## Work to complete
Go through the data below and copy each line that includes "false".

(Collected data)

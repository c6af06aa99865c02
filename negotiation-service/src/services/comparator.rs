use std::cmp::Ordering;

use rust_decimal::Decimal;
use serde::{Deserialize, Serialize};

use super::catalog::Catalog;
use super::policy::order_total;
use crate::models::NegotiationSession;

#[derive(Debug, Clone, Copy, Default, PartialEq, Eq, Serialize, Deserialize)]
#[serde(rename_all = "snake_case")]
pub enum Criterion {
    Price,
    #[default]
    TotalCost,
    QualityAdjusted,
}

impl Criterion {
    pub fn as_str(&self) -> &'static str {
        match self {
            Criterion::Price => "price",
            Criterion::TotalCost => "total_cost",
            Criterion::QualityAdjusted => "quality_adjusted",
        }
    }
}

/// Neutral quality rating (of 5) for suppliers without one.
const DEFAULT_QUALITY_RATING: Decimal = Decimal::from_parts(30, 0, 0, false, 1);
/// Neutral on-time rate (percent) for suppliers without one.
const DEFAULT_ON_TIME_RATE: Decimal = Decimal::from_parts(80, 0, 0, false, 0);

#[derive(Debug, Clone, PartialEq)]
pub struct RankedOffer {
    pub supplier_id: String,
    pub supplier_name: String,
    pub round_id: String,
    pub round_number: u32,
    pub offered_price: Decimal,
    pub total_value: Decimal,
    pub quality_rating: Option<Decimal>,
    pub on_time_rate: Option<Decimal>,
    /// Only computed for [`Criterion::QualityAdjusted`]. `None` there means
    /// the supplier's factors are zero and it ranks last.
    pub adjusted_score: Option<Decimal>,
}

impl RankedOffer {
    fn sort_key(&self, criterion: Criterion) -> Option<Decimal> {
        match criterion {
            Criterion::Price => Some(self.offered_price),
            Criterion::TotalCost => Some(self.total_value),
            Criterion::QualityAdjusted => self.adjusted_score,
        }
    }
}

/// `price ÷ (quality/5 × on_time/100)`.
pub fn quality_adjusted_score(
    price: Decimal,
    quality_rating: Option<Decimal>,
    on_time_rate: Option<Decimal>,
) -> Option<Decimal> {
    let quality_factor = quality_rating.unwrap_or(DEFAULT_QUALITY_RATING) / Decimal::from(5);
    let delivery_factor = on_time_rate.unwrap_or(DEFAULT_ON_TIME_RATE) / Decimal::ONE_HUNDRED;
    price.checked_div(quality_factor * delivery_factor)
}

/// Ranks each supplier's latest received offer, best first. Ties fall back to
/// supplier id so repeated calls return the same order.
pub fn rank_offers(
    session: &NegotiationSession,
    catalog: &Catalog,
    criterion: Criterion,
) -> Vec<RankedOffer> {
    let mut supplier_ids: Vec<&str> = session
        .rounds
        .iter()
        .map(|round| round.supplier_id.as_str())
        .collect();
    supplier_ids.sort_unstable();
    supplier_ids.dedup();

    let total_quantity = session.total_quantity();
    let mut offers: Vec<RankedOffer> = supplier_ids
        .into_iter()
        .filter_map(|supplier_id| {
            let round = session.latest_round(supplier_id)?;
            let price = round.live_offer()?;
            let profile = catalog.supplier(supplier_id);
            let quality_rating = profile.and_then(|p| p.quality_rating);
            let on_time_rate = profile.and_then(|p| p.on_time_rate);
            let adjusted_score = match criterion {
                Criterion::QualityAdjusted => {
                    quality_adjusted_score(price, quality_rating, on_time_rate)
                }
                _ => None,
            };
            Some(RankedOffer {
                supplier_id: supplier_id.to_string(),
                supplier_name: profile
                    .map(|p| p.supplier_name.clone())
                    .unwrap_or_else(|| supplier_id.to_string()),
                round_id: round.round_id.clone(),
                round_number: round.round_number,
                offered_price: price,
                total_value: round
                    .total_value
                    .or_else(|| order_total(price, total_quantity))?,
                quality_rating,
                on_time_rate,
                adjusted_score,
            })
        })
        .collect();

    offers.sort_by(|a, b| {
        let by_key = match (a.sort_key(criterion), b.sort_key(criterion)) {
            (Some(x), Some(y)) => x.cmp(&y),
            (Some(_), None) => Ordering::Less,
            (None, Some(_)) => Ordering::Greater,
            (None, None) => Ordering::Equal,
        };
        by_key.then_with(|| a.supplier_id.cmp(&b.supplier_id))
    });
    offers
}

#[cfg(test)]
mod tests {
    use super::*;
    use crate::models::{
        LineItem, NegotiationRound, OfferType, RoundStatus, SessionStatus, SupplierProfile, Urgency,
    };
    use chrono::Utc;

    fn d(s: &str) -> Decimal {
        s.parse().unwrap()
    }

    fn round(supplier: &str, number: u32, price: Option<&str>, status: RoundStatus) -> NegotiationRound {
        let price = price.map(d);
        NegotiationRound {
            round_id: format!("rnd-{supplier}-{number}"),
            session_id: "neg-1".into(),
            supplier_id: supplier.into(),
            round_number: number,
            offer_type: if number == 1 { OfferType::Initial } else { OfferType::Counter },
            urgency: Urgency::Medium,
            offered_price: price,
            total_value: price.and_then(|p| order_total(p, 100)),
            counter_price: None,
            justification: None,
            status,
            created_at: Utc::now(),
            response_received_at: Some(Utc::now()),
        }
    }

    fn session(rounds: Vec<NegotiationRound>) -> NegotiationSession {
        NegotiationSession {
            session_id: "neg-1".into(),
            items: vec![LineItem {
                sku: "BOLT-M8".into(),
                quantity: 100,
                description: None,
            }],
            target_price: None,
            target_discount_percent: None,
            max_rounds: 3,
            current_round: 2,
            supplier_ids: None,
            status: SessionStatus::Open,
            winning_supplier_id: None,
            final_price: None,
            total_value: None,
            notes: None,
            rounds,
            version: 1,
            created_at: Utc::now(),
            completed_at: None,
        }
    }

    fn catalog() -> Catalog {
        let profile = |id: &str, quality: Option<&str>, on_time: Option<&str>| SupplierProfile {
            supplier_id: id.into(),
            supplier_name: format!("Supplier {id}"),
            quality_rating: quality.map(d),
            on_time_rate: on_time.map(d),
            reference_cost: None,
        };
        Catalog::new(
            vec![
                profile("sup-a", Some("5"), Some("100")),
                profile("sup-b", Some("2.5"), Some("50")),
                profile("sup-c", None, None),
            ],
            vec![],
            d("5.00"),
        )
    }

    #[test]
    fn uses_latest_received_round_only() {
        let s = session(vec![
            round("sup-a", 1, Some("5.00"), RoundStatus::Countered),
            round("sup-a", 2, Some("4.70"), RoundStatus::Received),
            round("sup-b", 1, Some("4.60"), RoundStatus::Received),
            round("sup-c", 1, None, RoundStatus::Received),
        ]);
        let ranked = rank_offers(&s, &catalog(), Criterion::TotalCost);
        let ids: Vec<&str> = ranked.iter().map(|o| o.supplier_id.as_str()).collect();
        assert_eq!(ids, vec!["sup-b", "sup-a"]);
        assert_eq!(ranked[1].offered_price, d("4.70"));
        assert_eq!(ranked[1].round_number, 2);
    }

    #[test]
    fn quality_adjusted_prefers_reliable_suppliers() {
        let s = session(vec![
            round("sup-a", 1, Some("5.00"), RoundStatus::Received),
            round("sup-b", 1, Some("4.00"), RoundStatus::Received),
            round("sup-c", 1, Some("4.50"), RoundStatus::Received),
        ]);
        let ranked = rank_offers(&s, &catalog(), Criterion::QualityAdjusted);
        let ids: Vec<&str> = ranked.iter().map(|o| o.supplier_id.as_str()).collect();
        // a: 5.00 / 1.0 = 5.00, c: 4.50 / (0.6 × 0.8) = 9.375, b: 4.00 / 0.25 = 16
        assert_eq!(ids, vec!["sup-a", "sup-c", "sup-b"]);
        assert_eq!(ranked[1].adjusted_score, Some(d("9.375")));
    }

    #[test]
    fn ties_break_on_supplier_id() {
        let s = session(vec![
            round("sup-c", 1, Some("4.50"), RoundStatus::Received),
            round("sup-a", 1, Some("4.50"), RoundStatus::Received),
        ]);
        let first = rank_offers(&s, &catalog(), Criterion::Price);
        let second = rank_offers(&s, &catalog(), Criterion::Price);
        assert_eq!(first[0].supplier_id, "sup-a");
        assert_eq!(first, second);
    }

    #[test]
    fn no_responses_is_empty_not_error() {
        let s = session(vec![]);
        assert!(rank_offers(&s, &catalog(), Criterion::default()).is_empty());
    }

    #[test]
    fn zero_factors_rank_last() {
        assert_eq!(quality_adjusted_score(d("4.00"), Some(d("0")), None), None);
    }
}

## Completed task
const DEFAULT_QUALITY_RATING: Decimal = Decimal::from_parts(30, 0, 0, false, 1);
const DEFAULT_ON_TIME_RATE: Decimal = Decimal::from_parts(80, 0, 0, false, 0);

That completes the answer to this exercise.